BMJ Open 2:2012-000941.
Directorate of Planning, Badalona Serveis Assistencials SA, Badalona, Barcelona, Spain
OBJECTIVES: To describe the adaptive capacity of the Adjusted Clinical Groups (ACG) system to the cost of care in primary healthcare centres in Catalonia (Spain).
DESIGN: Retrospective study (multicentres) conducted using computerised medical records.
SETTING: 13 primary care teams in 2008 were included.
PARTICIPANTS: All patients registered in the study centres who required care between 1 January and 31 December 2008 were finally studied. Patients not registered in the study centres during the study period were excluded.
OUTCOME MEASURES: Demographic (age and sex), dependent (cost of care) and case-mix variables were studied. The cost model for each patient was established by differentiating the fixed and variable costs. To evaluate the adaptive capacity of the ACG system, Pearson’s coefficient of variation and the percentage of outliers were calculated. To evaluate the explanatory power of the ACG system, the authors used the coefficient of determination (R(2)).
RESULTS: The number of patients studied was 227 235 (frequency: 5.9 visits per person per year), with a mean of 4.5 (3.2) episodes and 8.1 (8.2) visits per patient per year. The mean total cost was €654.2. The explanatory power of the ACG system was 36.9% for costs (56.5% without outliers). 10 ACG categories accounted for 60.1% of all cases and 19 for 80.9%. 5 categories represented 71% of poor performance (N=78 887, 34.7%), particularly category 0300-Acute Minor, Age 6+ (N=26 909, 11.8%), which had a coefficient of variation =139% and 6.6% of outliers.
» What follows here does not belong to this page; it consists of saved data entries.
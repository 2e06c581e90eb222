//! Events exchanged over the notification relay.
//!
//! Frames are JSON: `{"event": <name>, "data": <payload>}`, matching the
//! channel layout used by hosted pub/sub relays so a real transport can be
//! substituted for the in-memory broker without touching the engine.

use bytes::Bytes;
use serde::{Deserialize, Serialize};

use crate::model::UserSummary;
use crate::types::{ConversationId, UserId};

/// All notification events carried by the relay channel.
#[derive(Debug, Clone, Serialize, Deserialize, PartialEq, Eq)]
#[serde(tag = "event", content = "data")]
pub enum RelayEvent {
    /// An identity announced itself after connecting.
    #[serde(rename = "user:join")]
    Join(UserSummary),

    /// A message was committed to a conversation.
    #[serde(rename = "new-message")]
    NewMessage(NewMessageEvent),

    /// A conversation-management action (archive, delete, mark read).
    #[serde(rename = "chat_action")]
    ChatAction(ChatActionEvent),

    /// Low-latency typing transition, alongside the store write.
    #[serde(rename = "typing")]
    Typing(TypingEvent),

    /// Roster of currently-connected identities, sent on membership change.
    #[serde(rename = "users:active")]
    ActiveUsers(Vec<UserSummary>),
}

#[derive(Debug, Clone, Serialize, Deserialize, PartialEq, Eq)]
pub struct NewMessageEvent {
    pub conversation: ConversationId,
    pub sender: UserId,
    pub sender_name: String,
    pub text: String,
}

#[derive(Debug, Clone, Serialize, Deserialize, PartialEq, Eq)]
pub struct ChatActionEvent {
    pub conversation: ConversationId,
    pub action: ChatActionKind,
    pub user: UserId,
}

#[derive(Debug, Clone, Copy, Serialize, Deserialize, PartialEq, Eq)]
#[serde(rename_all = "snake_case")]
pub enum ChatActionKind {
    Archive,
    Unarchive,
    Delete,
    MarkRead,
}

#[derive(Debug, Clone, Serialize, Deserialize, PartialEq, Eq)]
pub struct TypingEvent {
    pub conversation: ConversationId,
    pub user: UserId,
    pub is_typing: bool,
}

impl RelayEvent {
    /// Serialize to a JSON frame.
    pub fn to_bytes(&self) -> Result<Bytes, serde_json::Error> {
        serde_json::to_vec(self).map(Bytes::from)
    }

    /// Deserialize from a JSON frame.
    pub fn from_bytes(data: &[u8]) -> Result<Self, serde_json::Error> {
        serde_json::from_slice(data)
    }

    /// The wire name of this event, for logging.
    pub fn name(&self) -> &'static str {
        match self {
            RelayEvent::Join(_) => "user:join",
            RelayEvent::NewMessage(_) => "new-message",
            RelayEvent::ChatAction(_) => "chat_action",
            RelayEvent::Typing(_) => "typing",
            RelayEvent::ActiveUsers(_) => "users:active",
        }
    }
}

#[cfg(test)]
mod tests {
    use super::*;

    #[test]
    fn test_relay_event_roundtrip() {
        let event = RelayEvent::NewMessage(NewMessageEvent {
            conversation: ConversationId::new(),
            sender: UserId::new(),
            sender_name: "Ada".to_string(),
            text: "bonjour".to_string(),
        });

        let bytes = event.to_bytes().unwrap();
        let restored = RelayEvent::from_bytes(&bytes).unwrap();

        if let (RelayEvent::NewMessage(orig), RelayEvent::NewMessage(rest)) = (&event, &restored) {
            assert_eq!(orig.conversation, rest.conversation);
            assert_eq!(orig.sender, rest.sender);
            assert_eq!(orig.text, rest.text);
        } else {
            panic!("Event type mismatch");
        }
    }

    #[test]
    fn test_chat_action_wire_names() {
        let event = RelayEvent::ChatAction(ChatActionEvent {
            conversation: ConversationId::new(),
            action: ChatActionKind::MarkRead,
            user: UserId::new(),
        });

        let json: serde_json::Value = serde_json::from_slice(&event.to_bytes().unwrap()).unwrap();
        assert_eq!(json["event"], "chat_action");
        assert_eq!(json["data"]["action"], "mark_read");
        assert_eq!(event.name(), "chat_action");
    }
}
use thiserror::Error;

/// Errors produced by the store layer.
#[derive(Error, Debug)]
pub enum StoreError {
    /// A read or batch op referenced a conversation or message that does not
    /// exist.
    #[error("Record not found")]
    NotFound,

    /// A write would violate a document invariant.
    #[error("Invalid write: {0}")]
    InvalidWrite(String),

    /// The state lock was poisoned by a panicking writer.
    #[error("Store lock poisoned")]
    LockPoisoned,
}

/// Convenience alias used throughout the crate.
pub type Result<T> = std::result::Result<T, StoreError>;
CONCLUSIONS: The ACG system is an appropriate manner of classifying patients in routine clinical practice in primary healthcare centres in Catalonia, although improvements to the adaptive capacity through disaggregation of some categories according to age groups and, especially, the number of acute episodes in paediatric patients would be necessary to reduce intra-group variation.